O filho do agricultor Sidrônio Moreira, da cidade de Tabuleiro do Norte (CE), encontrou um possível petróleo ao perfurar o solo em busca de água. Sidnei Moreira e sua família enfrentam dificuldades para acessar água encanada e dependem de uma adutora e carros-pipa para tarefas diárias.
Em 2024, Sidnei e seu pai decidiram perfurar dois poços artesianos, mas encontraram um líquido preto, denso e com cheiro de combustível. Eles aguardam uma análise da Agência Nacional do Petróleo (ANP) para identificar a substância. Sidnei relembra: “No primeiro momento que a gente viu que não era água, eu fiz um mecanismo para conseguir tirar uma amostra e ver o que de fato era. Acabamos encontrando esse óleo.”
Enquanto isso, Sidnei cuida de cerca de 20 animais e plantações de feijão e milho. Para beber, a família compra água mineral, gastando cerca de R$ 100 por mês. Sidnei, que estudava em Mossoró (RN), retornou ao Sítio Santo Estevão para ajudar o pai nas tarefas diárias.
“Nunca foi nossa intenção achar petróleo, sempre foi achar água”, afirma Sidnei. Ele não faz planos caso o líquido encontrado seja petróleo e prefere manter os pés no chão. A Constituição Federal determina que o subsolo e suas riquezas pertencem à União, mas o agricultor poderá ter um retorno financeiro caso a área passe por exploração comercial no futuro.
A substância semelhante a petróleo foi encontrada em novembro de 2024. Um vídeo gravado pela família mostra o momento em que o líquido escuro emerge do buraco. A localidade onde a substância foi descoberta está a apenas 11 quilômetros do bloco de exploração mais próximo.
A família notificou a ANP em julho de 2025, mas a agência só se manifestou em fevereiro de 2026, informando que abriria um procedimento administrativo para investigar o caso.
Enquanto aguardam a confirmação da ANP, a família vive na incerteza. A propriedade não possui água encanada e o abastecimento é intermitente.
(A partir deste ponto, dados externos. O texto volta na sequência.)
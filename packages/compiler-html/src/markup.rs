//! Output buffer and small builders for tags, attributes and inline styles.

use crate::CompileOptions;
use std::fmt::Write;

pub(crate) struct Context<'a> {
    options: &'a CompileOptions,
    depth: usize,
    buffer: String,
}

impl<'a> Context<'a> {
    pub fn new(options: &'a CompileOptions) -> Self {
        Self {
            options,
            depth: 0,
            buffer: String::new(),
        }
    }

    pub fn add(&mut self, text: &str) {
        self.buffer.push_str(text);
    }

    pub fn add_line(&mut self, text: &str) {
        if self.options.pretty {
            self.add_indent();
        }
        self.add(text);
        if self.options.pretty {
            self.add("\n");
        }
    }

    fn add_indent(&mut self) {
        for _ in 0..self.depth {
            self.buffer.push_str(&self.options.indent);
        }
    }

    pub fn indent(&mut self) {
        self.depth += 1;
    }

    pub fn dedent(&mut self) {
        if self.depth > 0 {
            self.depth -= 1;
        }
    }

    /// `<tag attrs>` on its own line, then indent
    pub fn open(&mut self, tag: &str, attrs: Attrs) {
        self.add_line(&format!("<{}{}>", tag, attrs));
        self.indent();
    }

    pub fn close(&mut self, tag: &str) {
        self.dedent();
        self.add_line(&format!("</{}>", tag));
    }

    /// `<tag attrs>text</tag>` with `text` escaped
    pub fn text_element(&mut self, tag: &str, attrs: Attrs, text: &str) {
        self.add_line(&format!("<{}{}>{}</{}>", tag, attrs, escape_html(text), tag));
    }

    /// `<tag attrs />`
    pub fn void_element(&mut self, tag: &str, attrs: Attrs) {
        debug_assert!(is_self_closing(tag));
        self.add_line(&format!("<{}{} />", tag, attrs));
    }

    /// Markup written exactly as given
    pub fn raw(&mut self, markup: &str) {
        for line in markup.lines() {
            self.add_line(line);
        }
    }

    pub fn get_output(self) -> String {
        self.buffer
    }
}

/// Attribute list; values are escaped on render
#[derive(Debug, Default)]
pub(crate) struct Attrs {
    pairs: Vec<(&'static str, String)>,
}

impl Attrs {
    pub fn new() -> Self {
        Self::default()
    }

    pub fn class(name: &str) -> Self {
        Self::new().attr("class", name)
    }

    pub fn attr(mut self, name: &'static str, value: impl Into<String>) -> Self {
        self.pairs.push((name, value.into()));
        self
    }

    pub fn style(self, style: Style) -> Self {
        if style.is_empty() {
            return self;
        }
        self.attr("style", style.to_string())
    }
}

impl std::fmt::Display for Attrs {
    fn fmt(&self, f: &mut std::fmt::Formatter<'_>) -> std::fmt::Result {
        for (name, value) in &self.pairs {
            write!(f, " {}=\"{}\"", name, escape_html(value))?;
        }
        Ok(())
    }
}

/// Inline `style` declarations in insertion order
#[derive(Debug, Default, Clone)]
pub(crate) struct Style {
    declarations: String,
}

impl Style {
    pub fn new() -> Self {
        Self::default()
    }

    pub fn prop(mut self, property: &str, value: impl AsRef<str>) -> Self {
        if !self.declarations.is_empty() {
            self.declarations.push(' ');
        }
        let _ = write!(self.declarations, "{}: {};", property, value.as_ref());
        self
    }

    pub fn prop_opt(self, property: &str, value: Option<impl AsRef<str>>) -> Self {
        match value {
            Some(value) => self.prop(property, value),
            None => self,
        }
    }

    pub fn is_empty(&self) -> bool {
        self.declarations.is_empty()
    }
}

impl std::fmt::Display for Style {
    fn fmt(&self, f: &mut std::fmt::Formatter<'_>) -> std::fmt::Result {
        f.write_str(&self.declarations)
    }
}

pub fn escape_html(text: &str) -> String {
    text.replace('&', "&amp;")
        .replace('<', "&lt;")
        .replace('>', "&gt;")
        .replace('"', "&quot;")
        .replace('\'', "&#39;")
}

fn is_self_closing(tag: &str) -> bool {
    matches!(
        tag,
        "img" | "input" | "br" | "hr" | "meta" | "link" | "source" | "wbr"
    )
}

#[cfg(test)]
mod tests {
    use super::*;

    #[test]
    fn test_attrs_are_escaped() {
        let attrs = Attrs::class("a\"b").attr("alt", "<x>");
        assert_eq!(attrs.to_string(), " class=\"a&quot;b\" alt=\"&lt;x&gt;\"");
    }

    #[test]
    fn test_style_joins_declarations() {
        let style = Style::new()
            .prop("display", "grid")
            .prop_opt("gap", Some("8px"))
            .prop_opt("color", None::<&str>);
        assert_eq!(style.to_string(), "display: grid; gap: 8px;");
    }

    #[test]
    fn test_compact_output_has_no_newlines() {
        let options = CompileOptions {
            pretty: false,
            ..Default::default()
        };
        let mut ctx = Context::new(&options);
        ctx.open("div", Attrs::new());
        ctx.text_element("p", Attrs::new(), "hi");
        ctx.close("div");

        assert_eq!(ctx.get_output(), "<div><p>hi</p></div>");
    }
}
Sidrônio pegou um empréstimo de R$ 15 mil para a perfuração do primeiro poço, mas a abertura de um novo poço é complicada devido aos custos e riscos de contaminação.
As análises do IFCE e da Ufersa confirmaram que o líquido encontrado é um tipo de hidrocarboneto que se assemelha ao petróleo. A ANP deve iniciar procedimentos para averiguar as condições da área e a composição química do líquido.